S/2003 J 4
- S/2003 J 4 imaged by the Canada-France-Hawaii Telescope during follow-up observations in February 2003

Discovery
- Discovered by: Scott S. Sheppard et al.
- Discovery site: Mauna Kea Obs.
- Discovery date: 5 February 2003

Orbital characteristics
- Epoch 17 December 2020 (JD 2459200.5)
- Observation arc: 17 years 2018-05-12 (last obs)
- Earliest precovery date: 10 December 2001
- Semi-major axis: 0.1473856 AU (22,048,570 km)
- Eccentricity: 0.4967418
- Orbital period (sidereal): –1.83 yr (–668.85 d)
- Mean anomaly: 146.33793°
- Mean motion: 0° 32^{m} 17.664^{s} / day
- Inclination: 149.40138° (to ecliptic)
- Longitude of ascending node: 249.91700°
- Argument of perihelion: 240.54004°
- Satellite of: Jupiter
- Group: Pasiphae group

Physical characteristics
- Mean diameter: ≈2 km
- Albedo: 0.04 (assumed)
- Apparent magnitude: 23.0
- Absolute magnitude (H): 16.69 (46 obs)

= S/2003 J 4 =

Moon of Jupiter

S/2003 J 4 is a natural satellite of Jupiter. It was discovered by a team of astronomers from the University of Hawaiʻi led by Scott S. Sheppard in 2003.

S/2003 J 4 is about 2 km in diameter, and orbits Jupiter at an average distance of 23,000,000 km in 669 days, at an inclination of 149° to the ecliptic, in a retrograde direction and with an eccentricity of 0.497.

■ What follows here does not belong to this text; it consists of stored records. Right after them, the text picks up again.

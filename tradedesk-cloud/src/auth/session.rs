//! Session JWT authentication for the REST API

use axum::{
    extract::{Request, State},
    middleware::Next,
    response::{IntoResponse, Response},
};
use jsonwebtoken::{DecodingKey, EncodingKey, Header, Validation};
use serde::{Deserialize, Serialize};
use shared::error::{AppError, ErrorCode};

use crate::state::AppState;

/// Audience claim distinguishing session tokens from relay tokens
pub const SESSION_AUDIENCE: &str = "tradedesk:session";

const JWT_EXPIRY_HOURS: i64 = 24;

/// JWT claims for a signed-in user
#[derive(Debug, Serialize, Deserialize)]
pub struct SessionClaims {
    /// User ID
    pub sub: String,
    /// Active organization, absent before onboarding completes
    #[serde(default, skip_serializing_if = "Option::is_none")]
    pub org: Option<String>,
    /// Display name
    pub name: String,
    #[serde(default)]
    pub super_admin: bool,
    pub aud: String,
    /// Expiration (Unix timestamp seconds)
    pub exp: usize,
    /// Issued at (Unix timestamp seconds)
    pub iat: usize,
}

/// Authenticated user extracted from the session JWT
#[derive(Debug, Clone, PartialEq, Eq)]
pub struct SessionIdentity {
    pub user_id: String,
    pub organization_id: Option<String>,
    pub display_name: String,
    pub is_super_admin: bool,
}

impl SessionIdentity {
    /// Organization the request acts on
    pub fn require_organization(&self) -> Result<&str, AppError> {
        self.organization_id
            .as_deref()
            .ok_or_else(|| AppError::new(ErrorCode::OrganizationNotSelected))
    }

    pub fn require_super_admin(&self) -> Result<(), AppError> {
        if self.is_super_admin {
            Ok(())
        } else {
            Err(AppError::new(ErrorCode::AdminRequired))
        }
    }
}

impl From<SessionClaims> for SessionIdentity {
    fn from(claims: SessionClaims) -> Self {
        Self {
            user_id: claims.sub,
            organization_id: claims.org,
            display_name: claims.name,
            is_super_admin: claims.super_admin,
        }
    }
}

/// Create a session JWT
pub fn create_token(
    identity: &SessionIdentity,
    secret: &str,
) -> Result<String, jsonwebtoken::errors::Error> {
    let now = chrono::Utc::now();
    let claims = SessionClaims {
        sub: identity.user_id.clone(),
        org: identity.organization_id.clone(),
        name: identity.display_name.clone(),
        super_admin: identity.is_super_admin,
        aud: SESSION_AUDIENCE.to_string(),
        exp: (now + chrono::Duration::hours(JWT_EXPIRY_HOURS)).timestamp() as usize,
        iat: now.timestamp() as usize,
    };

    jsonwebtoken::encode(
        &Header::default(),
        &claims,
        &EncodingKey::from_secret(secret.as_bytes()),
    )
}

/// Verify a session JWT and return its claims
pub fn verify_token(
    token: &str,
    secret: &str,
) -> Result<SessionClaims, jsonwebtoken::errors::Error> {
    let mut validation = Validation::default();
    validation.set_audience(&[SESSION_AUDIENCE]);
    let data = jsonwebtoken::decode::<SessionClaims>(
        token,
        &DecodingKey::from_secret(secret.as_bytes()),
        &validation,
    )?;
    Ok(data.claims)
}

/// Middleware that extracts and verifies the session JWT from the Authorization header
pub async fn session_auth_middleware(
    State(state): State<AppState>,
    mut request: Request,
    next: Next,
) -> Result<Response, Response> {
    let token = request
        .headers()
        .get(http::header::AUTHORIZATION)
        .and_then(|v| v.to_str().ok())
        .and_then(|v| v.strip_prefix("Bearer "))
        .ok_or_else(|| AppError::not_authenticated().into_response())?;

    let claims = verify_token(token, &state.jwt_secret).map_err(|e| {
        tracing::debug!("Session JWT validation failed: {e}");
        match e.kind() {
            jsonwebtoken::errors::ErrorKind::ExpiredSignature => {
                AppError::token_expired().into_response()
            }
            _ => AppError::invalid_token("Invalid session token").into_response(),
        }
    })?;

    request
        .extensions_mut()
        .insert(SessionIdentity::from(claims));

    Ok(next.run(request).await)
}

#[cfg(test)]
mod tests {
    use super::*;

    const SECRET: &str = "session-test-secret";

    fn identity() -> SessionIdentity {
        SessionIdentity {
            user_id: "u1".into(),
            organization_id: Some("org-a".into()),
            display_name: "Sam".into(),
            is_super_admin: false,
        }
    }

    #[test]
    fn token_round_trip() {
        let token = create_token(&identity(), SECRET).unwrap();
        let claims = verify_token(&token, SECRET).unwrap();
        assert_eq!(SessionIdentity::from(claims), identity());
    }

    #[test]
    fn wrong_secret_is_rejected() {
        let token = create_token(&identity(), SECRET).unwrap();
        assert!(verify_token(&token, "other").is_err());
    }

    #[test]
    fn organization_and_admin_requirements() {
        let mut who = identity();
        assert_eq!(who.require_organization().unwrap(), "org-a");
        assert_eq!(
            who.require_super_admin().unwrap_err().code,
            ErrorCode::AdminRequired
        );

        who.organization_id = None;
        who.is_super_admin = true;
        assert_eq!(
            who.require_organization().unwrap_err().code,
            ErrorCode::OrganizationNotSelected
        );
        assert!(who.require_super_admin().is_ok());
    }
}
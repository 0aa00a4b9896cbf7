//! Plan entitlements: tiers, billing status parsing and the resolver
//!
//! ```text
//! RawOrganizationState ──parse──▶ OrganizationState
//!                                        │
//!                 RequestingUser, now ──▶ resolve() ──▶ Entitlement
//!                                                        ├── features / maxCrewMembers
//!                                                        ├── trial
//!                                                        └── needsUpgrade
//! ```

mod crew;
mod plan;
mod resolver;
mod status;

pub use crew::{CrewMember, CrewSeats, count_active};
pub use plan::{Feature, FeatureSet, PlanTier};
pub use resolver::{
    Entitlement, EntitlementSource, OrganizationState, RawOrganizationState, RequestingUser,
    TrialInfo, resolve,
};
pub use status::{BillingOverride, SubscriptionStatus};
//! tradedesk-cloud: entitlement API and realtime relay
//!
//! - REST API for subscription state, entitlements, crew and chat (session JWT)
//! - Relay token issuance per realm
//! - WebSocket relay for organization chat and super-admin notifications

pub mod api;
pub mod auth;
pub mod config;
pub mod db;
pub mod error;
pub mod relay;
pub mod services;
pub mod state;

pub use config::Config;
pub use state::AppState;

It belongs to the Pasiphae group, irregular retrograde moons orbiting Jupiter at distances ranging between 22.8 and 24.1 million km, and with inclinations ranging between 144.5° and 158.3°.

This moon was considered lost until late 2020, when it was recovered by amateur astronomers K Ly and Sam Deen in archival images from 2001–2018. The recovery of the moon was announced by the Minor Planet Center on 13 January 2021.